Si équilibre il s'instaure, la faune et la flore ne
seront plus originelles.
Déforestation
et défrichement.
En
considérant l'impact des frontières sur le milieu
naturel, " l'écologie pose plus de question qu'elle
n'en résout pour l'instant. " (PH.WANIEZ, 1992).
La faune et la flore apparaissent effectivement fortement
menacée.
La
question des feux de forêt liés au défrichements
reste au premier plan des interrogations environnementales.
La destruction de la forêt amazonienne est à
l'ordre du jour pour les gouvernements et la presse. Mais
le Brésil, en le considérant dans son immensité,
accuse une certaine incapacité à réguler,
contrôler et limiter ces feux, sans cesse allumés
par foyers éparses, qui ronge petit à petit
le plus grand réservoir d'oxygène de la planète.

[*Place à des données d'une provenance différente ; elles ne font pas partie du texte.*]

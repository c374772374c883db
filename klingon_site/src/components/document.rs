//! Root document component - the complete HTML page
//!
//! `LandingPage` composes the header and the content sections. It owns no
//! state. It only passes the [`NavigationMenu`] handle to the header.
//! `PageDocument` wraps it in the `<html>` shell.

use super::{
    CallToAction, FeaturesSection, Footer, Hero, NavBar, ShowcaseSection, TestimonialsSection,
};
use crate::config::SiteConfig;
use crate::menu::NavigationMenu;
use crate::styles::{CSP, PAGE_CSS};
use leptos::prelude::*;

/// Skip link, header, main landmark with all sections, and footer.
#[component]
pub fn LandingPage(
    /// Menu state handle, passed through to the header
    menu: NavigationMenu,
    /// URL prefix for image files
    #[prop(into)]
    asset_base: String,
    /// Copyright year, computed by the caller for this render
    year: i32,
) -> impl IntoView {
    view! {
        <div class="page">
            <a class="sr-only" href="#main-content">
                "Skip to main content"
            </a>

            <NavBar menu=menu />

            <main id="main-content">
                <Hero asset_base=asset_base.clone() />
                <FeaturesSection asset_base=asset_base.clone() />
                <ShowcaseSection asset_base=asset_base.clone() />
                <TestimonialsSection asset_base=asset_base.clone() />
                <CallToAction />
            </main>

            <Footer year=year asset_base=asset_base />
        </div>
    }
}

/// The complete HTML document for the landing page
#[component]
pub fn PageDocument(
    /// Title, description, language, and asset base
    config: SiteConfig,
    /// Menu state handle
    menu: NavigationMenu,
    /// Copyright year for the footer
    year: i32,
) -> impl IntoView {
    view! {
        <html lang=config.lang.clone()>
            <head>
                <meta charset="UTF-8" />
                <meta name="viewport" content="width=device-width, initial-scale=1" />
                <meta http-equiv="Content-Security-Policy" content=CSP />
                <title>{config.title.clone()}</title>
                <meta name="description" content=config.description.clone() />
                <style>{PAGE_CSS}</style>
            </head>
            <body>
                <LandingPage menu=menu asset_base=config.asset_base.clone() year=year />
                <script>{MENU_SCRIPT}</script>
            </body>
        </html>
    }
}

/// Browser-side menu transitions for the exported static page.
///
/// Toggle flips `aria-expanded` and the `nav-links-open` hook. Any
/// `[data-closes-menu]` link collapses the menu. The open state is read
/// back from `aria-expanded` so the attribute cannot drift from it.
const MENU_SCRIPT: &str = r#"
(() => {
  const toggle = document.querySelector('[data-menu-toggle]');
  if (!toggle) return;
  const menu = document.getElementById(toggle.getAttribute('aria-controls'));
  if (!menu) return;

  const render = (open) => {
    toggle.setAttribute('aria-expanded', open ? 'true' : 'false');
    menu.classList.toggle('nav-links-open', open);
  };

  toggle.addEventListener('click', () => {
    render(toggle.getAttribute('aria-expanded') !== 'true');
  });

  document.querySelectorAll('[data-closes-menu]').forEach((link) => {
    link.addEventListener('click', () => render(false));
  });
})();
"#;
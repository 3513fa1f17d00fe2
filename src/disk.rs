//! Disk manager contract and asynchronous request scheduling.
//!
//! The disk layer has two halves:
//! - the [`DiskManager`] trait, a blocking page I/O contract with
//!   [`MemoryDisk`] and [`FileDisk`] implementations;
//! - the [`DiskScheduler`], which turns synchronous read/write calls into
//!   queued requests served by dedicated worker threads, sharded by page id
//!   so that I/O for any single page stays in submission order.

pub mod error;
mod file;
mod memory;
pub mod scheduler;

pub use error::DiskError;
pub use file::FileDisk;
pub use memory::MemoryDisk;
pub use scheduler::{DiskData, DiskRequest, DiskScheduler};

use crate::page::PageId;

/// Blocking page I/O contract consumed by the disk scheduler.
///
/// Implementations must be thread-safe (`Send + Sync`): the scheduler calls
/// into them from several worker threads at once, though never concurrently
/// for the same page.
///
/// # Design Decisions
///
/// 1. **Blocking calls**: workers own dedicated OS threads, so the manager
///    can simply block; no async machinery leaks into the contract.
///
/// 2. **Caller-owned buffers**: the manager reads and writes raw bytes only.
///    Buffer lifetime and locking are the caller's concern (the buffer pool
///    in practice).
///
/// 3. **Page-level operations**: all I/O is page-sized for alignment with OS
///    pages and efficient disk access.
///
/// 4. **Sparse reads**: reading a page that was never written fills the
///    buffer with zeroes rather than failing. The buffer pool allocates page
///    ids without touching the disk, so the first read of a fresh page must
///    be well defined.
pub trait DiskManager: Send + Sync + 'static {
    /// Reads a page into the caller-provided buffer.
    ///
    /// The buffer must be exactly `PAGE_SIZE` bytes. Pages that were never
    /// written read back as all zeroes.
    fn read_page(&self, page_id: PageId, buf: &mut [u8]) -> Result<(), DiskError>;

    /// Persists a page from the caller-provided buffer.
    ///
    /// The buffer must be exactly `PAGE_SIZE` bytes.
    fn write_page(&self, page_id: PageId, buf: &[u8]) -> Result<(), DiskError>;
}
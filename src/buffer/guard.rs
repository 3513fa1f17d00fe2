//! RAII guards for buffer pool page access.
//!
//! Guards hold a pin on their page and release it on drop. The read and
//! write variants additionally hold the frame's payload lock; the payload
//! lock is released before the unpin so a concurrent flush of the same
//! frame can make progress.

use std::ops::{Deref, DerefMut};

use parking_lot::{RwLockReadGuard, RwLockWriteGuard};

use super::frame::FrameId;
use super::pool::BufferPoolManager;
use super::replacer::AccessType;
use crate::disk::DiskManager;
use crate::page::{PageData, PageId};

/// RAII guard holding only a pin on a page.
///
/// Keeps the page resident without taking the payload lock. Useful to keep
/// a page from being evicted across other operations.
pub struct PageGuard<'a, D: DiskManager> {
    pool: &'a BufferPoolManager<D>,
    page_id: PageId,
    frame_id: FrameId,
}

impl<'a, D: DiskManager> PageGuard<'a, D> {
    pub(super) fn new(
        pool: &'a BufferPoolManager<D>,
        page_id: PageId,
        frame_id: FrameId,
    ) -> Self {
        Self {
            pool,
            page_id,
            frame_id,
        }
    }

    /// Returns the PageId of this page.
    pub fn page_id(&self) -> PageId {
        self.page_id
    }

    /// Returns the id of the frame the page is pinned in.
    pub fn frame_id(&self) -> FrameId {
        self.frame_id
    }
}

impl<D: DiskManager> Drop for PageGuard<'_, D> {
    fn drop(&mut self) {
        self.pool
            .unpin_page(self.page_id, false, AccessType::Unknown);
    }
}

/// RAII guard for shared, read-only page access.
///
/// Dereferences to the page bytes. Unpins the page on drop.
pub struct ReadPageGuard<'a, D: DiskManager> {
    pool: &'a BufferPoolManager<D>,
    page_id: PageId,
    frame_id: FrameId,
    data: Option<RwLockReadGuard<'a, PageData>>,
}

impl<'a, D: DiskManager> ReadPageGuard<'a, D> {
    pub(super) fn new(
        pool: &'a BufferPoolManager<D>,
        page_id: PageId,
        frame_id: FrameId,
        data: RwLockReadGuard<'a, PageData>,
    ) -> Self {
        Self {
            pool,
            page_id,
            frame_id,
            data: Some(data),
        }
    }

    /// Returns the PageId of this page.
    pub fn page_id(&self) -> PageId {
        self.page_id
    }

    /// Returns the id of the frame the page is pinned in.
    pub fn frame_id(&self) -> FrameId {
        self.frame_id
    }
}

impl<D: DiskManager> Deref for ReadPageGuard<'_, D> {
    type Target = [u8];

    fn deref(&self) -> &Self::Target {
        self.data
            .as_ref()
            .expect("payload lock held until drop")
            .as_slice()
    }
}

impl<D: DiskManager> Drop for ReadPageGuard<'_, D> {
    fn drop(&mut self) {
        // Release the payload lock first; the unpin may have to wait on
        // another thread that is flushing this frame.
        self.data.take();
        self.pool
            .unpin_page(self.page_id, false, AccessType::Unknown);
    }
}

/// RAII guard for exclusive, mutable page access.
///
/// Dereferences to the page bytes; mutable access marks the page dirty.
/// Unpins the page on drop, carrying the dirty flag into the pool.
pub struct WritePageGuard<'a, D: DiskManager> {
    pool: &'a BufferPoolManager<D>,
    page_id: PageId,
    frame_id: FrameId,
    data: Option<RwLockWriteGuard<'a, PageData>>,
    dirtied: bool,
}

impl<'a, D: DiskManager> WritePageGuard<'a, D> {
    pub(super) fn new(
        pool: &'a BufferPoolManager<D>,
        page_id: PageId,
        frame_id: FrameId,
        data: RwLockWriteGuard<'a, PageData>,
    ) -> Self {
        Self {
            pool,
            page_id,
            frame_id,
            data: Some(data),
            dirtied: false,
        }
    }

    /// Returns the PageId of this page.
    pub fn page_id(&self) -> PageId {
        self.page_id
    }

    /// Returns the id of the frame the page is pinned in.
    pub fn frame_id(&self) -> FrameId {
        self.frame_id
    }
}

impl<D: DiskManager> Deref for WritePageGuard<'_, D> {
    type Target = [u8];

    fn deref(&self) -> &Self::Target {
        self.data
            .as_ref()
            .expect("payload lock held until drop")
            .as_slice()
    }
}

impl<D: DiskManager> DerefMut for WritePageGuard<'_, D> {
    fn deref_mut(&mut self) -> &mut Self::Target {
        self.dirtied = true;
        self.data
            .as_mut()
            .expect("payload lock held until drop")
            .as_mut_slice()
    }
}

impl<D: DiskManager> Drop for WritePageGuard<'_, D> {
    fn drop(&mut self) {
        self.data.take();
        self.pool
            .unpin_page(self.page_id, self.dirtied, AccessType::Unknown);
    }
}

La déforestation est difficilement contrôlable
pour des raisons culturelles, institutionnelles et pratiques.
Parmi
les facteurs de la déforestation, on est amené
à distinguer les causes immédiates de celle-ci,
comme l'approvisionnement en bois de feu, l'agriculture itinérante
ou la construction d'infrastructures, des forces agissant
sur l'environnement forestier, comme la croissance de la population,
les politiques gouvernementales de colonisation, les technologies
de développement, les pressions économiques
en
général, des facteurs modifiant l'organisation
de l'espace du fait de son intégration à l'économie
moderne.
En
Amazonie et dans le Centre-Ouest, la fumée qui s'échappe
des zones pionnières les plus avancées révèle
une modification anthropique, à travers la main mise
de l'homme sur le milieu, de l'environnement naturel. Le feu
est utilisé comme moyen de défrichement pour
étendre les activités agricoles ; également
comme "régénérateur" des pâturages.
Le
massif forestier de l'Amazonie ,qui s'étend sur environ
six millions de kilomètres carrés (11 fois la
France), n'a pas subi de grosses modifications avant les années
1960. C'est surtout à partir de 1970, suite aux programmes
de colonisation que la situation va devenir rapidement alarmante.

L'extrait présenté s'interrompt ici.